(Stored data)
================================

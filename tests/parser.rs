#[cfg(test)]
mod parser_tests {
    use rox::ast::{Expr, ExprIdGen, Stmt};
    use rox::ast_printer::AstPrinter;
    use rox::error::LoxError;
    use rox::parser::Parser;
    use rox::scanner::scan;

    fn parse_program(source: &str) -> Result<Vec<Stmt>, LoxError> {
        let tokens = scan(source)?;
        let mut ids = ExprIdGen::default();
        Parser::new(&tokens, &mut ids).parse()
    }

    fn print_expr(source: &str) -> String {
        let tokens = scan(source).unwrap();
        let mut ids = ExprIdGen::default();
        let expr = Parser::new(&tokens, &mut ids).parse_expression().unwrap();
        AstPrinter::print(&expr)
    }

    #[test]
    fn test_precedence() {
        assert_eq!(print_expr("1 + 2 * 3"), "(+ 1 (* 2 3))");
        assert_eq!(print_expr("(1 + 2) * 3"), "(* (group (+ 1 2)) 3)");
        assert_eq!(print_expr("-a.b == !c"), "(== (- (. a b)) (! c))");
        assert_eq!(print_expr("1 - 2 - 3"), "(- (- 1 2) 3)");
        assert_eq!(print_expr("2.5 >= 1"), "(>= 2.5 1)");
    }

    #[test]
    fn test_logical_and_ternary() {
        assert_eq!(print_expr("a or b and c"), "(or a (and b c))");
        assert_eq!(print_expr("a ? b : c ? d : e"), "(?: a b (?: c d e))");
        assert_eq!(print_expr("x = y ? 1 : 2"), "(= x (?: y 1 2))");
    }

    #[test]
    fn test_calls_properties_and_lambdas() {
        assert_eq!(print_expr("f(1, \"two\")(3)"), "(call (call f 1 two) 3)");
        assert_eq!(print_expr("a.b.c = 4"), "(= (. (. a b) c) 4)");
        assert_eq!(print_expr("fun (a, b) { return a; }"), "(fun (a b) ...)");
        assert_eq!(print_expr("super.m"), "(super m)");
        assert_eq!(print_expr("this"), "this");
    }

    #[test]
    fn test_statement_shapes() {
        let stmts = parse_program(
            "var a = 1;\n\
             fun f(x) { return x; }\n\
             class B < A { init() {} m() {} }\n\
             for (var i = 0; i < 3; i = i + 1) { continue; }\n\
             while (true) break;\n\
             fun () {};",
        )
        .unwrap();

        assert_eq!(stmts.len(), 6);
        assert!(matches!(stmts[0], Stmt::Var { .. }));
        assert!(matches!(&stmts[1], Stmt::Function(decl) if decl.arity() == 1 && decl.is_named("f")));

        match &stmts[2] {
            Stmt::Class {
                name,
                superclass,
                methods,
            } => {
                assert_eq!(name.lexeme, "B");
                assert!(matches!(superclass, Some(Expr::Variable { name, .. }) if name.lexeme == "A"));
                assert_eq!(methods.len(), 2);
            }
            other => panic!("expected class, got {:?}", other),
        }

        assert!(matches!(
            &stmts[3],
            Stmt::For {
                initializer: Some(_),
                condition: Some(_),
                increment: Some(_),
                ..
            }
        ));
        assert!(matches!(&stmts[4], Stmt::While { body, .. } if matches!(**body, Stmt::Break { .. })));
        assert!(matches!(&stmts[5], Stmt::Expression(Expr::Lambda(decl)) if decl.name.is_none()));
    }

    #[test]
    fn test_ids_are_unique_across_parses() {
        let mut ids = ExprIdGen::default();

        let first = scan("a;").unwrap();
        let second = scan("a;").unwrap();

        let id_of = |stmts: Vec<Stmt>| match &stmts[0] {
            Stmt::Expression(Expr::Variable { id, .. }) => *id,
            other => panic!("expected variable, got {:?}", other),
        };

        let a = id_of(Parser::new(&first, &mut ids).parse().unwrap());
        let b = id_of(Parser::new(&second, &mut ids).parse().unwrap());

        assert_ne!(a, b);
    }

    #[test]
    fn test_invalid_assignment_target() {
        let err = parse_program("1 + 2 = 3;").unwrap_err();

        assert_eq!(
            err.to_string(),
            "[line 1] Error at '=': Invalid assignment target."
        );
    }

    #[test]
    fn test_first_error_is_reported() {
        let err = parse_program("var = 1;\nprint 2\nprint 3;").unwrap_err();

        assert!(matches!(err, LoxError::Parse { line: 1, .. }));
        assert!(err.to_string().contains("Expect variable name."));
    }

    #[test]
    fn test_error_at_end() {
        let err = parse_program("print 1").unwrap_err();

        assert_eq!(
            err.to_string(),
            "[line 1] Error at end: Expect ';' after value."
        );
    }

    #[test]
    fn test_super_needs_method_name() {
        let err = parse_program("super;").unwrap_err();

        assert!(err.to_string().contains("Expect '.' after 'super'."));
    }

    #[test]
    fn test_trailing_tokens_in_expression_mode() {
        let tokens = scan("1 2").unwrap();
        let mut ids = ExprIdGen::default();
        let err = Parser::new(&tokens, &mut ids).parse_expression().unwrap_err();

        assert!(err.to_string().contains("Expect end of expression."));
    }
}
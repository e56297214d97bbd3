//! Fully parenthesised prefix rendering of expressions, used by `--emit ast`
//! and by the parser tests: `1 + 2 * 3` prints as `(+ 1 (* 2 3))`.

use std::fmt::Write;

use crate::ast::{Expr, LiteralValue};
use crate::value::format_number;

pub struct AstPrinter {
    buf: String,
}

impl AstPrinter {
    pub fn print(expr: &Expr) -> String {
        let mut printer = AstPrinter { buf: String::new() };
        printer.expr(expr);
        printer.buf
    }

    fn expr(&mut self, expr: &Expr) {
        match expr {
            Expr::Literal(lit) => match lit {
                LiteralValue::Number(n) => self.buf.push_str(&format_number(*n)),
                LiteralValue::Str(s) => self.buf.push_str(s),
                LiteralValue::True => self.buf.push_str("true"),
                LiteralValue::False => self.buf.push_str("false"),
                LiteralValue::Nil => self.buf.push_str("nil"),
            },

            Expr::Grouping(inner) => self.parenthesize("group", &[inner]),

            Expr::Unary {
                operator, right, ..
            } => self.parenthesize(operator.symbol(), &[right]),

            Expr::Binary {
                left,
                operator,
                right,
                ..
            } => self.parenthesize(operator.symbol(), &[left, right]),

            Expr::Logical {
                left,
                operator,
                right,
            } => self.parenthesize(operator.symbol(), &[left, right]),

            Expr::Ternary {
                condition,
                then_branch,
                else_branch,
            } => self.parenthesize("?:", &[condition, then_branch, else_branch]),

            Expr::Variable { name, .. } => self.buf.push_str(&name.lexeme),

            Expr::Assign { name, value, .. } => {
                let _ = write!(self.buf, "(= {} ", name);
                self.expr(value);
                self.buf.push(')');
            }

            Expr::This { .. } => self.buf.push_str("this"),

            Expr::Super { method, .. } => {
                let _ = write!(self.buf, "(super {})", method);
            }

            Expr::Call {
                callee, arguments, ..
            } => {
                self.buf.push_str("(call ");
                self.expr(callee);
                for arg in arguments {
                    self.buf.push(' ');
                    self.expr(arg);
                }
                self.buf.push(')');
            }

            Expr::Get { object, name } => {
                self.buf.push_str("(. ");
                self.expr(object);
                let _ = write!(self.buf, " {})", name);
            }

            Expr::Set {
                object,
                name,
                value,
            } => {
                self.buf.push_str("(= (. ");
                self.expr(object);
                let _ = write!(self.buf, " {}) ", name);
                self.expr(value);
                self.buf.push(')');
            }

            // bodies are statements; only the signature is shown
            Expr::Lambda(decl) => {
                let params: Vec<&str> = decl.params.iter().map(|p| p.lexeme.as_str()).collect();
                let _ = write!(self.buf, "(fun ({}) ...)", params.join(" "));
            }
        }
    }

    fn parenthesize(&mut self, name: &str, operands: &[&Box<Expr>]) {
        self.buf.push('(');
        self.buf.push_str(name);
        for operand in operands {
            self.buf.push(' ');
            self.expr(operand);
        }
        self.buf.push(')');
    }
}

================================

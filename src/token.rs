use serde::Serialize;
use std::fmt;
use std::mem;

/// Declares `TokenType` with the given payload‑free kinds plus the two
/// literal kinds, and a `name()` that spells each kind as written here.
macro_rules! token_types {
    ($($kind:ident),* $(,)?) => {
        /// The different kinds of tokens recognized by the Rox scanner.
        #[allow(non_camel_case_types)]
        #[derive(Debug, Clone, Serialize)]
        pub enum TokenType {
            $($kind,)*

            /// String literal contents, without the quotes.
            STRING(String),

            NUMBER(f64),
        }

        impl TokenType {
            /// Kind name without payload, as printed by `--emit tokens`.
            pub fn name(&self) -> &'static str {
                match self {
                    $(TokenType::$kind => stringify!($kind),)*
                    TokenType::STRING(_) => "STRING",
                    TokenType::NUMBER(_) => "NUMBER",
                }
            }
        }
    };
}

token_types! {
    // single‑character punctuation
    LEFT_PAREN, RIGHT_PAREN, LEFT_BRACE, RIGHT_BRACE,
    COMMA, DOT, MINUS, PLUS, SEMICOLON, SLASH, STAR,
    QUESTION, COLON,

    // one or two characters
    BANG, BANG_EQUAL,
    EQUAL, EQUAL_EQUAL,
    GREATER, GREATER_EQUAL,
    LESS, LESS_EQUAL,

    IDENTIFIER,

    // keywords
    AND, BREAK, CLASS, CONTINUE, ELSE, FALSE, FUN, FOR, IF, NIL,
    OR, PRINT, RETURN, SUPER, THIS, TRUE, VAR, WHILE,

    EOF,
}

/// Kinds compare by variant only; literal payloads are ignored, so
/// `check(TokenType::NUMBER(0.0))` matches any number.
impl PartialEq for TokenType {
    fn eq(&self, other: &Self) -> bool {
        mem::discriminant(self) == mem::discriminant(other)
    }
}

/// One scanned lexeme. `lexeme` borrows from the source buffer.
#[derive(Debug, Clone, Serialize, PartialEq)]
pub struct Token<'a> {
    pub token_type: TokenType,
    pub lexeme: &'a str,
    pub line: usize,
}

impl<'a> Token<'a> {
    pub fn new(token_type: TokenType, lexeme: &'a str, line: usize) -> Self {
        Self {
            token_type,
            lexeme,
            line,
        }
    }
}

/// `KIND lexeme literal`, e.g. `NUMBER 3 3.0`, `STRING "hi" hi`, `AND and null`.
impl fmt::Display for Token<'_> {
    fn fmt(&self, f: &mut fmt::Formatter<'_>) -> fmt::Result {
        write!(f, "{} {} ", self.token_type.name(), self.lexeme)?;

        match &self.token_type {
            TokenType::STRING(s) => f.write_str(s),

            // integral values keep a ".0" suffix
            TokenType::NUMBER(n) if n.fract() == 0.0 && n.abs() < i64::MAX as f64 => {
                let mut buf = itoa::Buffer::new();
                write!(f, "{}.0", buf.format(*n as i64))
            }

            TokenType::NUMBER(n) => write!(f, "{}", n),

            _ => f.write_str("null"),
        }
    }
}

================================

What lines in the entries above include the string "null"? Return each one.

/// `KIND lexeme literal`, e.g. `NUMBER 3 3.0`, `STRING "hi" hi`, `AND and null`.
            _ => f.write_str("null"),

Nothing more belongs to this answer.